That doesn't mean it's wrong either, and it for sure doesn't mean MOND is right. But equally for sure this is a Kuhnian paradigm shift moment and I think it's important for the community to be willing to step back and entertain broader ideas.
Every theory of dark matter is based exclusively on light-emitting objects. There is no "contrast" between JWST's methods and those of others. Casting aspersions on JWST because it can only see light is like casting aspersions on Galileo because he could only build telescopes. If we could teleport to the things we study and get more information that way, it would be nice, but we live in reality and must bend to its rules.
> highly sensitive to the galaxy formation model that's adopted
I should only need to remind the reader of the classic idiom "cart before the horse" to remind them that this line of reasoning is invalid.
It is the entirely general point that all we can observe is the light, and we have to infer what that means. Maybe things are bright because there's a lot of stars. Maybe there aren't but there is not much dust. Maybe there aren't so many stars but they are bigger and brighter. There is room to fit many different models on the basis of the light that is observed.
It feels like I read claims that dark matter is both a "given fact" and a "placeholder abstraction" -- from the same person, or at least perspective. They just choose to shift betweeen the two based on what serves their upper hand in a discussion better.
Or reading someone mention that "there is no fundamental difference between mass and energy" while simultaneously defending an entirely gravity-based cosmology that depends on the mass of particles... as if simple energy could not also contribute the same impact of said particles.
I think in general there is a feeling that any theory or speculation which is not dubbed into the dignity of mainstream, accepted dogma needs to be kicked out of the discourse. The fact that we are ultimately inferring in all cases is left out of the discussion and that seems to flatten all "outside" perspectives into a single umbrella of pseudoscience, despite this label accurately fitting -- under the above conditions -- onto heliocentrism, germ theory, chromosonal genetics, plate tectonics, the physical existence of Troy, and just about every paradigm that has resulted in scientific progress in the past.

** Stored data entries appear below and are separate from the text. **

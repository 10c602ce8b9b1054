/*
 * Responsibility
 * - POST /graphql の request/response envelope
 */
use serde::{Deserialize, Serialize};
use serde_json::{Map, Value};

#[derive(Debug, Deserialize)]
#[serde(rename_all = "camelCase")]
pub struct OperationRequest {
    pub operation_name: String,
    #[serde(default)]
    pub variables: Option<Map<String, Value>>,
}

impl OperationRequest {
    pub fn validate(&self) -> Result<(), &'static str> {
        let name = self.operation_name.trim();
        if name.is_empty() {
            return Err("operationName is required");
        }
        if name.len() > 128 {
            return Err("operationName must be <= 128 chars");
        }
        Ok(())
    }

    pub fn arguments(&self) -> Value {
        Value::Object(self.variables.clone().unwrap_or_default())
    }
}

/// `{ "data": { "<operationName>": <result> } }`
#[derive(Debug, Serialize)]
pub struct OperationResponse {
    pub data: Map<String, Value>,
}

impl OperationResponse {
    pub fn new(operation: &str, result: Value) -> Self {
        let mut data = Map::new();
        data.insert(operation.to_string(), result);
        Self { data }
    }
}
/*
 * Responsibility
 * - operation name → required capability (static table, built once at startup)
 * - decision for a caller (anonymous / authenticated + capabilities)
 * - what to do with operations missing from the table is an explicit startup choice
 */
use std::collections::HashMap;
use std::str::FromStr;

use crate::services::auth::scopes::CapabilitySet;

#[derive(Debug, Clone, PartialEq, Eq)]
pub enum OperationRule {
    /// Anyone, with or without a token.
    Public,
    /// Any caller with a verified token, regardless of scopes.
    Authenticated,
    /// Verified caller whose scopes contain this exact capability.
    Capability(String),
}

impl OperationRule {
    pub fn capability(c: impl Into<String>) -> Self {
        Self::Capability(c.into())
    }
}

/// Policy for operations that have no entry in the table.
#[derive(Debug, Clone, Copy, PartialEq, Eq)]
pub enum UnlistedPolicy {
    Allow,
    Deny,
}

impl FromStr for UnlistedPolicy {
    type Err = ();

    fn from_str(s: &str) -> Result<Self, Self::Err> {
        match s.trim().to_ascii_lowercase().as_str() {
            "allow" | "public" => Ok(Self::Allow),
            "deny" => Ok(Self::Deny),
            _ => Err(()),
        }
    }
}

#[derive(Debug, Clone, Copy, PartialEq, Eq)]
pub enum Decision {
    Allow,
    Deny,
}

/// What the rule engine needs to know about the caller.
#[derive(Debug, Clone, Copy)]
pub struct Caller<'a> {
    pub authenticated: bool,
    pub capabilities: &'a CapabilitySet,
}

impl<'a> Caller<'a> {
    pub fn anonymous(capabilities: &'a CapabilitySet) -> Self {
        Self {
            authenticated: false,
            capabilities,
        }
    }
}

#[derive(Debug, Clone)]
pub struct RuleTable {
    rules: HashMap<String, OperationRule>,
    unlisted: UnlistedPolicy,
}

impl RuleTable {
    pub fn new(unlisted: UnlistedPolicy) -> Self {
        Self {
            rules: HashMap::new(),
            unlisted,
        }
    }

    pub fn with_rule(mut self, operation: impl Into<String>, rule: OperationRule) -> Self {
        self.rules.insert(operation.into(), rule);
        self
    }

    pub fn rule_for(&self, operation: &str) -> Option<&OperationRule> {
        self.rules.get(operation)
    }

    pub fn unlisted_policy(&self) -> UnlistedPolicy {
        self.unlisted
    }

    pub fn authorize(&self, operation: &str, caller: Caller<'_>) -> Decision {
        let allowed = match self.rules.get(operation) {
            Some(OperationRule::Public) => true,
            Some(OperationRule::Authenticated) => caller.authenticated,
            Some(OperationRule::Capability(required)) => {
                caller.authenticated && caller.capabilities.contains(required)
            }
            None => self.unlisted == UnlistedPolicy::Allow,
        };

        if allowed { Decision::Allow } else { Decision::Deny }
    }
}

#[cfg(test)]
mod tests {
    use super::*;

    fn table(unlisted: UnlistedPolicy) -> RuleTable {
        RuleTable::new(unlisted)
            .with_rule("ping", OperationRule::Public)
            .with_rule("viewer", OperationRule::Authenticated)
            .with_rule("events", OperationRule::capability("read:events"))
            .with_rule("createEvent", OperationRule::capability("write:events"))
    }

    fn authed(caps: &CapabilitySet) -> Caller<'_> {
        Caller {
            authenticated: true,
            capabilities: caps,
        }
    }

    #[test]
    fn public_rule_allows_everyone() {
        let none = CapabilitySet::empty();
        let t = table(UnlistedPolicy::Deny);
        assert_eq!(t.authorize("ping", Caller::anonymous(&none)), Decision::Allow);
        assert_eq!(t.authorize("ping", authed(&none)), Decision::Allow);
    }

    #[test]
    fn capability_rule_requires_exact_membership() {
        let t = table(UnlistedPolicy::Allow);
        let writer = CapabilitySet::from_scope("write:events");

        assert_eq!(t.authorize("events", authed(&writer)), Decision::Deny);
        assert_eq!(t.authorize("createEvent", authed(&writer)), Decision::Allow);
    }

    #[test]
    fn anonymous_caller_is_denied_gated_operations() {
        let none = CapabilitySet::empty();
        let t = table(UnlistedPolicy::Allow);
        assert_eq!(t.authorize("events", Caller::anonymous(&none)), Decision::Deny);
        assert_eq!(t.authorize("viewer", Caller::anonymous(&none)), Decision::Deny);
    }

    #[test]
    fn authenticated_tier_ignores_scopes() {
        let none = CapabilitySet::empty();
        let t = table(UnlistedPolicy::Deny);
        assert_eq!(t.authorize("viewer", authed(&none)), Decision::Allow);
    }

    #[test]
    fn unlisted_operations_follow_configured_policy() {
        let none = CapabilitySet::empty();
        assert_eq!(
            table(UnlistedPolicy::Allow).authorize("mystery", Caller::anonymous(&none)),
            Decision::Allow
        );
        assert_eq!(
            table(UnlistedPolicy::Deny).authorize("mystery", authed(&none)),
            Decision::Deny
        );
    }

    #[test]
    fn parses_policy_names() {
        assert_eq!("allow".parse::<UnlistedPolicy>(), Ok(UnlistedPolicy::Allow));
        assert_eq!(" DENY ".parse::<UnlistedPolicy>(), Ok(UnlistedPolicy::Deny));
        assert!("maybe".parse::<UnlistedPolicy>().is_err());
    }
}
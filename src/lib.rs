// Copyright (c) 2025 Fabstir
// SPDX-License-Identifier: BUSL-1.1
pub mod api;
pub mod config;
pub mod embeddings;
pub mod version;

pub use api::{create_app, AppState};
pub use config::ServiceConfig;
pub use embeddings::{load_model, OnnxEmbeddingModel, TextEmbedder};
// Copyright (c) 2025 Fabstir
// SPDX-License-Identifier: BUSL-1.1
pub mod embed;
pub mod errors;
pub mod health;
pub mod http_server;

pub use embed::{embed_handler, embed_text, EmbedRequest, EmbedResponse};
pub use errors::{ApiError, ErrorResponse};
pub use health::{health_handler, HealthResponse};
pub use http_server::{create_app, start_server, AppState};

I'm absolutely not claiming that all things currently labelled psuedoscientific are built the same. I only mean to highlight that science highlights "this is all inference" when it suits it best but otherwise -- in my experience -- discourages such frank reference to its own fallibility when confronted with alternative inferences.
Another comment linked to https://tritonstation.com/new-blog-page/, which is an excellent read. It makes the case that GR has never been tested at low accelerations, that is might be wrong. But we know for a fact MOND is wrong at high accelerations. Unless your theory can cover both, I don't see how it can be pitched as an improvement to GR.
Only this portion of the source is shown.